Please retype the data below in full.

→ DATA EXCERPTS
----------------
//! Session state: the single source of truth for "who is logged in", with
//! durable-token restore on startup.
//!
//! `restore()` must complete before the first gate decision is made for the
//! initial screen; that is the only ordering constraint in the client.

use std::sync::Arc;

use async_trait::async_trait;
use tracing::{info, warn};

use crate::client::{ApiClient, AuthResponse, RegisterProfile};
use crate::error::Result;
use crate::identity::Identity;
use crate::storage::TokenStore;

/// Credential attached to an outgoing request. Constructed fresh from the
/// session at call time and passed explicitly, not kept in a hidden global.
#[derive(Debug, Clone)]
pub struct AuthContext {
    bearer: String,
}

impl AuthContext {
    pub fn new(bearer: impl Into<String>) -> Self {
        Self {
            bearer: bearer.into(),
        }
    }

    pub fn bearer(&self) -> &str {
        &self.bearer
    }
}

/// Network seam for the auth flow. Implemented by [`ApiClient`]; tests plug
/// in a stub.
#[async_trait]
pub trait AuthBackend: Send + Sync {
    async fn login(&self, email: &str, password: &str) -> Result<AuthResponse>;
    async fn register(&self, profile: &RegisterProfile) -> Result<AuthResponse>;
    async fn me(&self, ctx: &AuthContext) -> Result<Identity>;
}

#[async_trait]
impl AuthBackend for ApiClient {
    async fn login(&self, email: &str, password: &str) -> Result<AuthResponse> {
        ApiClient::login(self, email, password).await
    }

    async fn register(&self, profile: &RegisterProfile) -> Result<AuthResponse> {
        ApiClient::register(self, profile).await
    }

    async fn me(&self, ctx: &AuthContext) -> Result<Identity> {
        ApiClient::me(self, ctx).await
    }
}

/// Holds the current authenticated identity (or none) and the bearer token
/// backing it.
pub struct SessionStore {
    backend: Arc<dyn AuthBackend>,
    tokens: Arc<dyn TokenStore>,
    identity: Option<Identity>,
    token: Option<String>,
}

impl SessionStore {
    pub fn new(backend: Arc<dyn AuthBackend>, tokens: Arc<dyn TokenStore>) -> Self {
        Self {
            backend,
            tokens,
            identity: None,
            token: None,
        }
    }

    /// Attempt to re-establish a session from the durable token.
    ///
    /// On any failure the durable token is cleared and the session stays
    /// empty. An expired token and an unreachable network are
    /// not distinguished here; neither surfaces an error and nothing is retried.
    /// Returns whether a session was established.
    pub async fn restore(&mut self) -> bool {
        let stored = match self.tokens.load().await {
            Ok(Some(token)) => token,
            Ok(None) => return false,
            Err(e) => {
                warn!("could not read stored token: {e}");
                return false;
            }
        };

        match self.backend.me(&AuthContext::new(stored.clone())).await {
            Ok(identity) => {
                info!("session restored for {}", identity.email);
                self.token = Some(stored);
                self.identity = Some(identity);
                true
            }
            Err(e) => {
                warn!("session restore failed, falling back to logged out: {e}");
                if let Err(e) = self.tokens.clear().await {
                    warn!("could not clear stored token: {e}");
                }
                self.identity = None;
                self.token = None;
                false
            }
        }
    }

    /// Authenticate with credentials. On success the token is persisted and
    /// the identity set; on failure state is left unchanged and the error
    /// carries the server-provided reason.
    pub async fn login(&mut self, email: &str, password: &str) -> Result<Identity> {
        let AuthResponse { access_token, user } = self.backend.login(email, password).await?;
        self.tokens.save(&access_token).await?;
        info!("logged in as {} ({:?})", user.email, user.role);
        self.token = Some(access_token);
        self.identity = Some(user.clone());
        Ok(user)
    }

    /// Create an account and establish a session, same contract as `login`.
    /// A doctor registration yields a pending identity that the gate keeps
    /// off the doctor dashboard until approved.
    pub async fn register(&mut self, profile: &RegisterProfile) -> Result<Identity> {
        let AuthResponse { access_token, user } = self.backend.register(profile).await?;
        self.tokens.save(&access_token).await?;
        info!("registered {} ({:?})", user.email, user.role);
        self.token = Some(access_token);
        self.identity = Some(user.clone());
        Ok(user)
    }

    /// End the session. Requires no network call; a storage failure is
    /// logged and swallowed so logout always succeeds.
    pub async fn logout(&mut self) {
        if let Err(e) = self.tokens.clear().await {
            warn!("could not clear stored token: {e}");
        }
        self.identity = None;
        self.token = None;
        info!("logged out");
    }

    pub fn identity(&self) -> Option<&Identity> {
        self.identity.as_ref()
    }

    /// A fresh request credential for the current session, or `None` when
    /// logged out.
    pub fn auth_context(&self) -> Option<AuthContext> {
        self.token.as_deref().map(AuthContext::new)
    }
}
----------------
→ OUTPUT
//! Session state: the single source of truth for "who is logged in", with
//! durable-token restore on startup.
//!
//! `restore()` must complete before the first gate decision is made for the
//! initial screen; that is the only ordering constraint in the client.

use std::sync::Arc;

use async_trait::async_trait;
use tracing::{info, warn};

use crate::client::{ApiClient, AuthResponse, RegisterProfile};
use crate::error::Result;
use crate::identity::Identity;
use crate::storage::TokenStore;

/// Credential attached to an outgoing request. Constructed fresh from the
/// session at call time and passed explicitly, not kept in a hidden global.
#[derive(Debug, Clone)]
pub struct AuthContext {
    bearer: String,
}

impl AuthContext {
    pub fn new(bearer: impl Into<String>) -> Self {
        Self {
            bearer: bearer.into(),
        }
    }

    pub fn bearer(&self) -> &str {
        &self.bearer
    }
}

/// Network seam for the auth flow. Implemented by [`ApiClient`]; tests plug
/// in a stub.
#[async_trait]
pub trait AuthBackend: Send + Sync {
    async fn login(&self, email: &str, password: &str) -> Result<AuthResponse>;
    async fn register(&self, profile: &RegisterProfile) -> Result<AuthResponse>;
    async fn me(&self, ctx: &AuthContext) -> Result<Identity>;
}

#[async_trait]
impl AuthBackend for ApiClient {
    async fn login(&self, email: &str, password: &str) -> Result<AuthResponse> {
        ApiClient::login(self, email, password).await
    }

    async fn register(&self, profile: &RegisterProfile) -> Result<AuthResponse> {
        ApiClient::register(self, profile).await
    }

    async fn me(&self, ctx: &AuthContext) -> Result<Identity> {
        ApiClient::me(self, ctx).await
    }
}

/// Holds the current authenticated identity (or none) and the bearer token
/// backing it.
pub struct SessionStore {
    backend: Arc<dyn AuthBackend>,
    tokens: Arc<dyn TokenStore>,
    identity: Option<Identity>,
    token: Option<String>,
}

impl SessionStore {
    pub fn new(backend: Arc<dyn AuthBackend>, tokens: Arc<dyn TokenStore>) -> Self {
        Self {
            backend,
            tokens,
            identity: None,
            token: None,
        }
    }

    /// Attempt to re-establish a session from the durable token.
    ///
    /// On any failure the durable token is cleared and the session stays
    /// empty. An expired token and an unreachable network are
    /// not distinguished here; neither surfaces an error and nothing is retried.
    /// Returns whether a session was established.
    pub async fn restore(&mut self) -> bool {
        let stored = match self.tokens.load().await {
            Ok(Some(token)) => token,
            Ok(None) => return false,
            Err(e) => {
                warn!("could not read stored token: {e}");
                return false;
            }
        };

        match self.backend.me(&AuthContext::new(stored.clone())).await {
            Ok(identity) => {
                info!("session restored for {}", identity.email);
                self.token = Some(stored);
                self.identity = Some(identity);
                true
            }
            Err(e) => {
                warn!("session restore failed, falling back to logged out: {e}");
                if let Err(e) = self.tokens.clear().await {
                    warn!("could not clear stored token: {e}");
                }
                self.identity = None;
                self.token = None;
                false
            }
        }
    }

    /// Authenticate with credentials. On success the token is persisted and
    /// the identity set; on failure state is left unchanged and the error
    /// carries the server-provided reason.
    pub async fn login(&mut self, email: &str, password: &str) -> Result<Identity> {
        let AuthResponse { access_token, user } = self.backend.login(email, password).await?;
        self.tokens.save(&access_token).await?;
        info!("logged in as {} ({:?})", user.email, user.role);
        self.token = Some(access_token);
        self.identity = Some(user.clone());
        Ok(user)
    }

    /// Create an account and establish a session, same contract as `login`.
    /// A doctor registration yields a pending identity that the gate keeps
    /// off the doctor dashboard until approved.
    pub async fn register(&mut self, profile: &RegisterProfile) -> Result<Identity> {
        let AuthResponse { access_token, user } = self.backend.register(profile).await?;
        self.tokens.save(&access_token).await?;
        info!("registered {} ({:?})", user.email, user.role);
        self.token = Some(access_token);
        self.identity = Some(user.clone());
        Ok(user)
    }

    /// End the session. Requires no network call; a storage failure is
    /// logged and swallowed so logout always succeeds.
    pub async fn logout(&mut self) {
        if let Err(e) = self.tokens.clear().await {
            warn!("could not clear stored token: {e}");
        }
        self.identity = None;
        self.token = None;
        info!("logged out");
    }

    pub fn identity(&self) -> Option<&Identity> {
        self.identity.as_ref()
    }

    /// A fresh request credential for the current session, or `None` when
    /// logged out.
    pub fn auth_context(&self) -> Option<AuthContext> {
        self.token.as_deref().map(AuthContext::new)
    }
}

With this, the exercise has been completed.